Directions for this task. Write out, unaltered, each line from the top of the records below down to the line where "let app = App::parse();" appears, that line included.

+ + + +

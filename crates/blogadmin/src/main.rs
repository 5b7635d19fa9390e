use crate::prelude::*;
use blogadmin_core::context::AdminContext;
use clap::Parser;

mod client;
mod config;
mod error;
mod images;
mod loader;
mod posts;
mod prelude;
mod settings;

#[derive(Debug, clap::Parser)]
#[command(
    author,
    version,
    about,
    long_about = "Manage posts, images and settings of a blog through its admin API"
)]
pub struct App {
    #[command(subcommand)]
    pub command: SubCommands,

    #[clap(flatten)]
    global: Global,
}

#[derive(Debug, Clone, clap::Args)]
pub struct Global {
    /// Admin server URL, overrides BLOGADMIN_URL
    #[clap(long, global = true)]
    url: Option<String>,

    /// Session cookie sent with every request, overrides BLOGADMIN_SESSION
    #[clap(long, global = true)]
    session: Option<String>,

    /// Request timeout in seconds, overrides BLOGADMIN_TIMEOUT
    #[clap(long, global = true)]
    timeout: Option<u64>,

    /// Whether to display additional information.
    #[clap(long, env = "BLOGADMIN_VERBOSE", global = true, default_value = "false")]
    verbose: bool,
}

#[derive(Debug, clap::Parser)]
pub enum SubCommands {
    /// Posts and pages
    Posts(crate::posts::App),

    /// Uploaded images
    Images(crate::images::App),

    /// Blog settings, navigation and the user profile
    Settings(crate::settings::App),
}

#[tokio::main]
async fn main() -> Result<()> {
    env_logger::init();
    color_eyre::install()?;

    let app = App::parse();

    let config = config::AdminConfig::resolve(&app.global)?;
    let client = client::AdminClient::new(&config)?;
    let mut context = AdminContext::default();

    match app.command {
        SubCommands::Posts(sub_app) => {
            crate::posts::run(sub_app, &client, &mut context, &app.global).await
        }
        SubCommands::Images(sub_app) => crate::images::run(sub_app, &client, &app.global).await,
        SubCommands::Settings(sub_app) => {
            crate::settings::run(sub_app, &client, &mut context, &app.global).await
        }
    }
    .map_err(|err: color_eyre::eyre::Report| eyre!(err))
}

+ + + +

Task solution.
filename crates/blogadmin/src/main.rs
repository 5b7635d19fa9390e
use crate::prelude::*;
use blogadmin_core::context::AdminContext;
use clap::Parser;

mod client;
mod config;
mod error;
mod images;
mod loader;
mod posts;
mod prelude;
mod settings;

#[derive(Debug, clap::Parser)]
#[command(
    author,
    version,
    about,
    long_about = "Manage posts, images and settings of a blog through its admin API"
)]
pub struct App {
    #[command(subcommand)]
    pub command: SubCommands,

    #[clap(flatten)]
    global: Global,
}

#[derive(Debug, Clone, clap::Args)]
pub struct Global {
    /// Admin server URL, overrides BLOGADMIN_URL
    #[clap(long, global = true)]
    url: Option<String>,

    /// Session cookie sent with every request, overrides BLOGADMIN_SESSION
    #[clap(long, global = true)]
    session: Option<String>,

    /// Request timeout in seconds, overrides BLOGADMIN_TIMEOUT
    #[clap(long, global = true)]
    timeout: Option<u64>,

    /// Whether to display additional information.
    #[clap(long, env = "BLOGADMIN_VERBOSE", global = true, default_value = "false")]
    verbose: bool,
}

#[derive(Debug, clap::Parser)]
pub enum SubCommands {
    /// Posts and pages
    Posts(crate::posts::App),

    /// Uploaded images
    Images(crate::images::App),

    /// Blog settings, navigation and the user profile
    Settings(crate::settings::App),
}

#[tokio::main]
async fn main() -> Result<()> {
    env_logger::init();
    color_eyre::install()?;

    let app = App::parse();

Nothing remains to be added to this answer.